Fashion’s Faux Feminism

Chanel’s iconic designer Karl Lagerfeld staged a mock feminist protest Tuesday at the close of his Spring/Summer 2015 ready-to-wear collection runway show in Paris. He had an entire Parisian neighborhood constructed inside the Grand Palais, with the audience lining a “Boulevard Chanel No.5” complete with pedestrian crossing and shimmering rain puddles beneath towering 19th century apartment façades. Celebrity guests included The Great Gatsby director Baz Luhrmann, who said, “His shows are great opera.” Indeed. But in addition to the fake boulevard and fake apartments, the feminism felt fake as well.

At the end of the show, all the models marched down the boulevard alongside budding supermodel Cara Delevingne and ultramodel Gisele Bundchen leading a protest chant with  quilted, Chanel-monogrammed megaphones (because fashion). Some models carried placards with bland slogans in French and English like “Be different,” “Make Fashion Not War,” and the perplexing “Free Freedom.” A few signs bore a feminist theme: “Ladies Rights Are More Than Alright” [sic] and “Ladies First,” for example. A couple of them took equality to a rather dubious extreme: “Boys should get pregnant, too” and “Divorce for all.”

But even the self-absorbed glamour crowd was put off by the shallowness of the faux protest. In a review entitled “Chanel’s ‘Feminist’ Protest Wasn’t All That Great for Women,” the fashion website Refinery 29 declared that “This season’s show presents protest as pure product, the irony of which we suspect Karl is both aware, and presides over with a provocative, Warholian glee.” That site also called the “empty” event “an oddly jovial fashion circus more than a statement,” and reported that the “attendees didn’t seem to know how to interpret it.” Jezebel.com was less forgiving, describing the finale as “cynical, money-grabbing” “tokenism” and “empty marketing.”
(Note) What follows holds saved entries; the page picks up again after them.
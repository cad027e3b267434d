use super::config::AlignmentConfig;
use super::error::AlignError;
use crate::core::models::element::heavy_atom_indices;
use crate::core::models::point_set::PointSet;
use crate::core::utils::geometry::{
    calculate_rmsd as unfitted_rmsd, center, cross_covariance, find_max_atom_deviation,
};
use nalgebra::{Matrix3, Rotation3, Vector3};
use std::borrow::Cow;
use tracing::{debug, warn};

/// Optimal rigid-body superposition of a mobile set onto a target set.
#[derive(Debug, Clone, PartialEq)]
pub struct Superposition {
    /// Proper rotation (det = +1) taking centered mobile coordinates onto the target.
    pub rotation: Rotation3<f64>,
    /// Translation applied after `rotation` to land in the target frame.
    pub translation: Vector3<f64>,
    /// RMSD between the superposed mobile set and the target.
    pub rmsd: f64,
    /// Largest single-atom displacement remaining after superposition.
    pub max_deviation: f64,
    /// Number of atom pairs that entered the fit.
    pub atoms_compared: usize,
}

impl Superposition {
    /// Moves `points` into the target frame.
    pub fn apply(&self, points: &PointSet) -> PointSet {
        points.transformed(&self.rotation, &self.translation)
    }
}

/// RMSD between `a` and `b` after optimal rigid-body superposition.
///
/// See [`superpose`] for the input requirements.
pub fn calculate_rmsd(
    a: &PointSet,
    b: &PointSet,
    config: &AlignmentConfig,
) -> Result<f64, AlignError> {
    superpose(a, b, config).map(|s| s.rmsd)
}

/// RMSD between two flat `[x, y, z, ...]` coordinate arrays.
///
/// `atomic_numbers`, when given, must hold one entry per atom and is only
/// consulted for heavy-atom filtering.
pub fn calculate_rmsd_flat(
    coords_a: &[f64],
    coords_b: &[f64],
    atomic_numbers: Option<&[u8]>,
    config: &AlignmentConfig,
) -> Result<f64, AlignError> {
    let a = PointSet::from_flat(coords_a, atomic_numbers)?;
    let b = PointSet::from_flat(coords_b, None)?;
    calculate_rmsd(&a, &b, config)
}

/// Finds the rotation and translation that best superpose `mobile` onto `target`.
///
/// Both sets are centered on their centroids, the cross-covariance `H = Aᵗ·B`
/// is decomposed as `H = V·S·Wᵗ`, and the rotation `V·diag(1, 1, d)·Wᵗ` with
/// `d = sign(det(V·Wᵗ))` is applied to the mobile set. The `d` term keeps the
/// result a proper rotation when the best orthogonal fit would be a reflection.
///
/// # Arguments
///
/// * `mobile` - The set that is moved; its atomic numbers drive heavy-atom
///   filtering when present, otherwise those of `target` are used.
/// * `target` - The set that stays fixed.
/// * `config` - Atom selection and SVD convergence settings.
///
/// # Errors
///
/// Returns [`AlignError::InvalidInput`] if either set is empty, the sets differ
/// in size, heavy-atom filtering is requested without atomic numbers, or the
/// filter removes every atom. Returns [`AlignError::NumericFailure`] if the SVD
/// does not converge within `config.svd.max_iterations`, or if coordinates are
/// large enough that the covariance or the RMSD overflows.
pub fn superpose(
    mobile: &PointSet,
    target: &PointSet,
    config: &AlignmentConfig,
) -> Result<Superposition, AlignError> {
    let (mobile, target) = select_atoms(mobile, target, config)?;
    let n = mobile.len();

    let (centered_mobile, mobile_centroid) = center(mobile.positions())
        .ok_or_else(|| AlignError::InvalidInput("point set is empty".to_string()))?;
    let (centered_target, target_centroid) = center(target.positions())
        .ok_or_else(|| AlignError::InvalidInput("point set is empty".to_string()))?;

    let h = cross_covariance(&centered_mobile, &centered_target);
    let u = optimal_rotation(&h, config)?;

    // `u` acts on row vectors (A·U); column vectors take its transpose.
    let rotation_matrix = u.transpose();
    let rotated: Vec<Vector3<f64>> = centered_mobile
        .iter()
        .map(|v| rotation_matrix * v)
        .collect();

    let rmsd = unfitted_rmsd(&rotated, &centered_target)
        .ok_or_else(|| AlignError::InvalidInput("point counts differ".to_string()))?;
    if !rmsd.is_finite() {
        return Err(AlignError::NumericFailure(format!(
            "superposition produced a non-finite RMSD ({})",
            rmsd
        )));
    }
    let max_deviation = find_max_atom_deviation(&rotated, &centered_target)
        .map_or(0.0, |(dist, _)| dist);
    let translation = target_centroid.coords - rotation_matrix * mobile_centroid.coords;

    debug!(atoms = n, rmsd, "Superposition complete.");

    Ok(Superposition {
        rotation: Rotation3::from_matrix_unchecked(rotation_matrix),
        translation,
        rmsd,
        max_deviation,
        atoms_compared: n,
    })
}

fn select_atoms<'a>(
    a: &'a PointSet,
    b: &'a PointSet,
    config: &AlignmentConfig,
) -> Result<(Cow<'a, PointSet>, Cow<'a, PointSet>), AlignError> {
    if a.is_empty() || b.is_empty() {
        return Err(AlignError::InvalidInput(format!(
            "point sets must be non-empty (got {} and {} atoms)",
            a.len(),
            b.len()
        )));
    }
    if a.len() != b.len() {
        return Err(AlignError::InvalidInput(format!(
            "point counts differ: {} vs {}",
            a.len(),
            b.len()
        )));
    }
    if !config.heavy_atoms_only {
        return Ok((Cow::Borrowed(a), Cow::Borrowed(b)));
    }

    let numbers = match (a.atomic_numbers(), b.atomic_numbers()) {
        (Some(first), Some(second)) => {
            if first != second {
                warn!("Atomic numbers of the two structures differ; filtering with the first.");
            }
            first
        }
        (Some(numbers), None) | (None, Some(numbers)) => numbers,
        (None, None) => {
            return Err(AlignError::InvalidInput(
                "heavy-atom filtering requires atomic numbers".to_string(),
            ));
        }
    };
    if numbers.len() != a.len() {
        return Err(AlignError::InvalidInput(format!(
            "expected {} atomic numbers, found {}",
            a.len(),
            numbers.len()
        )));
    }

    let indices = heavy_atom_indices(numbers);
    if indices.is_empty() {
        return Err(AlignError::InvalidInput(
            "heavy-atom filtering removed every atom".to_string(),
        ));
    }
    debug!(
        kept = indices.len(),
        total = a.len(),
        "Filtered hydrogens before alignment."
    );
    Ok((Cow::Owned(a.select(&indices)), Cow::Owned(b.select(&indices))))
}

/// Kabsch rotation `U = V·diag(1, 1, d)·Wᵗ` for a cross-covariance `H = V·S·Wᵗ`.
fn optimal_rotation(
    h: &Matrix3<f64>,
    config: &AlignmentConfig,
) -> Result<Matrix3<f64>, AlignError> {
    if !is_finite(h) {
        return Err(AlignError::NumericFailure(
            "cross-covariance matrix is not finite".to_string(),
        ));
    }
    let svd = (*h)
        .try_svd(true, true, config.svd.epsilon, config.svd.max_iterations)
        .ok_or_else(|| {
            AlignError::NumericFailure(format!(
                "SVD of the cross-covariance matrix did not converge within {} iterations",
                config.svd.max_iterations
            ))
        })?;
    let (v, w_t) = match (svd.u, svd.v_t) {
        (Some(v), Some(w_t)) => (v, w_t),
        _ => {
            return Err(AlignError::NumericFailure(
                "SVD did not produce singular vectors".to_string(),
            ));
        }
    };

    // nalgebra hands back NaN factors rather than `None` for some degenerate inputs.
    if !svd.singular_values.iter().all(|x| x.is_finite()) || !is_finite(&v) || !is_finite(&w_t) {
        return Err(AlignError::NumericFailure(
            "SVD produced non-finite factors".to_string(),
        ));
    }

    let d = if (v * w_t).determinant() < 0.0 { -1.0 } else { 1.0 };
    let correction = Matrix3::from_diagonal(&Vector3::new(1.0, 1.0, d));

    Ok(v * correction * w_t)
}

fn is_finite(m: &Matrix3<f64>) -> bool {
    m.iter().all(|x| x.is_finite())
}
How feminist can an industry be that hinges upon a never-ending parade of very young women serving as largely anonymous, voiceless, walking clothes hangers? The French word for model, after all, is “mannequin.” Sure, those models are well-compensated, but for every Gisele Bundchen, who is on track to become a billionaire, modeling eats up and spits out innumerable eager-to-please young girls who don’t end up so much with a lucrative career as an eating disorder and a smoking addiction. Women aren’t even the most successful fashion designers. This is not to say that fashion can’t put forth a feminist vision, but fashion is not the real world.

Fashion isn’t serious. It’s fantasy, fun and style. Certainly clothes can be empowering for both men and women, but fashion fails when it takes itself too seriously, or attempts inevitably heavy-handed social statements, or waxes pretentious with artsy creations that cannot possibly be worn. Lagerfeld may have intended to set his colorful collection to the beat of the times – like the pro-democracy protests in Hong Kong and the climate change march in New York – but his playfulness was out of sync with the real world.

It’s hard to blame Karl Lagerfeld, he of the trademark dark glasses, snowy ponytail and starched collar, for a lack of perspective. The concerns of real women protesting real issues are not his. He is the highest-paid fashion designer in the world, having earned $58 million in the last twelve months. He inhabits a fantasy universe far removed from mere mortals like the women protesting government violence in Venezuela, or sexual violence in India, or a law permitting men to marry nine-year-olds in Iraq – and they are doing so without a quilted, monogrammed megaphone in sight.